I love that the AI companion, Hive, from its predecessor is back. It doesn't like being in the same spaceship as you and makes that clear, and I liked this duo in the predecessor and they are great here too. Together with the side activities, the gameplay and the open world where you always find something to do, there is a really strong foundation. I really appreciate what Rockfish Games has built, it's a neat space spectacle just like its predecessor, with awesome sounds. The music and colours remind me of Thor: Ragnarök. It sounds distinctive and it helps the game stand out a bit, and this is bolstered by the top-notch visuals. One moment you're fighting over a planet split by an enormous weapon, and the next you're travelling in darkness through clouds to find old hulls to scavenge, all before flying over sand dunes, and then shooting enemies over planetary bases. The highlight for me is the change of scenery and all the beautiful locations in space.
Once you have completed the campaign, there is more to do. Just like in Diablo III with its Nephalem Rifts, there is something called Ancient Rifts. You are sucked into a battlefield and have to fight enemies on a number of levels. Once you complete a level, you're given some options to continue. It basically works exactly the same way as the first game, as the idea is to give you a kind of 'end game' that challenges and randomises different scenarios for your ship to shoot through. I think it works brilliantly, even though the star systems you travel between level up over time and offer more difficult threats, this is a welcome feature right from the start.

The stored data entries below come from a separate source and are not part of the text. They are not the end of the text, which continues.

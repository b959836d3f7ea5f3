// Copyright (C) 2026  Caprica Software Limited
//
// This program is free software: you can redistribute it and/or modify
// it under the terms of the GNU General Public License as published by
// the Free Software Foundation, either version 3 of the License, or
// (at your option) any later version.
//
// This program is distributed in the hope that it will be useful,
// but WITHOUT ANY WARRANTY; without even the implied warranty of
// MERCHANTABILITY or FITNESS FOR A PARTICULAR PURPOSE.  See the
// GNU General Public License for more details.
//
// You should have received a copy of the GNU General Public License
// along with this program.  If not, see <https://www.gnu.org/licenses/>.

//! Playback session.
//!
//! The session owns the playback queue for the lifetime of the application,
//! along with the little playback state the interface needs, and applies the
//! queue's requested side effects to a [`MediaElement`].

use std::time::Duration;

use anyhow::Result;

use crate::model::queue::{PlaybackQueue, QueueAction, QueueEntry};

/// The audio output the session drives.
pub trait MediaElement {
    /// Swaps in a new track, leaving it paused.
    fn load(&mut self, path: &str) -> Result<()>;

    fn resume(&mut self) -> Result<()>;

    /// Seeks the current track back to its start.
    fn restart(&mut self) -> Result<()>;

    fn stop(&mut self) -> Result<()>;

    fn toggle_pause(&mut self) -> Result<()>;

    fn seek(&mut self, delta: i32) -> Result<()>;

    fn adjust_volume(&mut self, delta: i32) -> Result<()>;

    fn toggle_mute(&mut self) -> Result<()>;
}

#[derive(Debug, Default)]
pub struct Session {
    queue: PlaybackQueue,
    now_playing: Option<QueueEntry>,
    position: Duration,
    expanded: bool,
}

impl Session {
    pub fn new() -> Self {
        Self::default()
    }

    pub fn queue(&self) -> &PlaybackQueue {
        &self.queue
    }

    /// The loaded track, if any.
    pub fn now_playing(&self) -> Option<&QueueEntry> {
        self.now_playing.as_ref()
    }

    pub fn position(&self) -> Duration {
        self.position
    }

    /// Records the playback position reported by the media element.
    pub fn set_position(&mut self, seconds: f64) {
        self.position = Duration::try_from_secs_f64(seconds).unwrap_or_default();
    }

    /// Whether the queue panel is shown.
    pub fn is_expanded(&self) -> bool {
        self.expanded
    }

    pub fn toggle_expanded(&mut self) {
        self.expanded = !self.expanded;
    }

    pub fn enqueue(&mut self, entry: QueueEntry, media: &mut dyn MediaElement) -> Result<()> {
        tracing::debug!("Enqueue song {} \"{}\"", entry.id, entry.title);
        let action = self.queue.enqueue(entry);
        self.apply(action, media)
    }

    pub fn play_next(&mut self, entry: QueueEntry, media: &mut dyn MediaElement) -> Result<()> {
        tracing::debug!("Play next song {} \"{}\"", entry.id, entry.title);
        let action = self.queue.play_next(entry);
        self.apply(action, media)
    }

    pub fn load_collection(&mut self, entries: Vec<QueueEntry>, media: &mut dyn MediaElement) -> Result<()> {
        tracing::debug!("Loading {} songs into the queue", entries.len());
        let action = self.queue.load_from_collection(entries);
        self.apply(action, media)
    }

    pub fn next(&mut self, media: &mut dyn MediaElement) -> Result<()> {
        let action = self.queue.next();
        self.apply(action, media)
    }

    pub fn previous(&mut self, media: &mut dyn MediaElement) -> Result<()> {
        let action = self.queue.previous(self.position);
        self.apply(action, media)
    }

    /// Moves on when the media element reports the end of a track.
    pub fn track_finished(&mut self, media: &mut dyn MediaElement) -> Result<()> {
        self.next(media)
    }

    fn apply(&mut self, action: QueueAction, media: &mut dyn MediaElement) -> Result<()> {
        match action {
            QueueAction::Load(entry) if entry.is_placeholder() => {
                media.stop()?;
                self.now_playing = None;
                self.position = Duration::ZERO;
            }
            QueueAction::Load(entry) => {
                media.load(&entry.path)?;
                media.resume()?;
                self.now_playing = Some(entry);
                self.position = Duration::ZERO;
            }
            QueueAction::Restart => {
                media.restart()?;
                self.position = Duration::ZERO;
            }
            QueueAction::None => {}
        }

        Ok(())
    }
}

Everspace 2 offers great graphics, awesome music, brilliant sounds, and a fantastically fun gameplay cycle. I didn't anticipate that this easy-to-play, intense action setup would last for an entire game, but I'm not dissatisfied or bored after 50 hours with the title, and you can expect closer to 100 hours if you do everything. Even though the story is lacking, I like many of the characters and the gameplay along with the environments, puzzles and everything else makes up for it. Everspace 2 is at its best when you fly off the path laid out in front of you and explore. You will always find some puzzle, a mine to fly into, or a base filled with enemies to blow up. It's a bit reminiscent of 1988's Starglider 2 in that regard. It is without a doubt the best thing I've played in the genre along with Diablo IV this year, and if you like action role-playing games, this is a definite recommendation.
9 / 10
Engaging. Great battles. Great control over character development. Brilliant graphics. Awesome music. Varied activities and entertaining Ancient Rifts.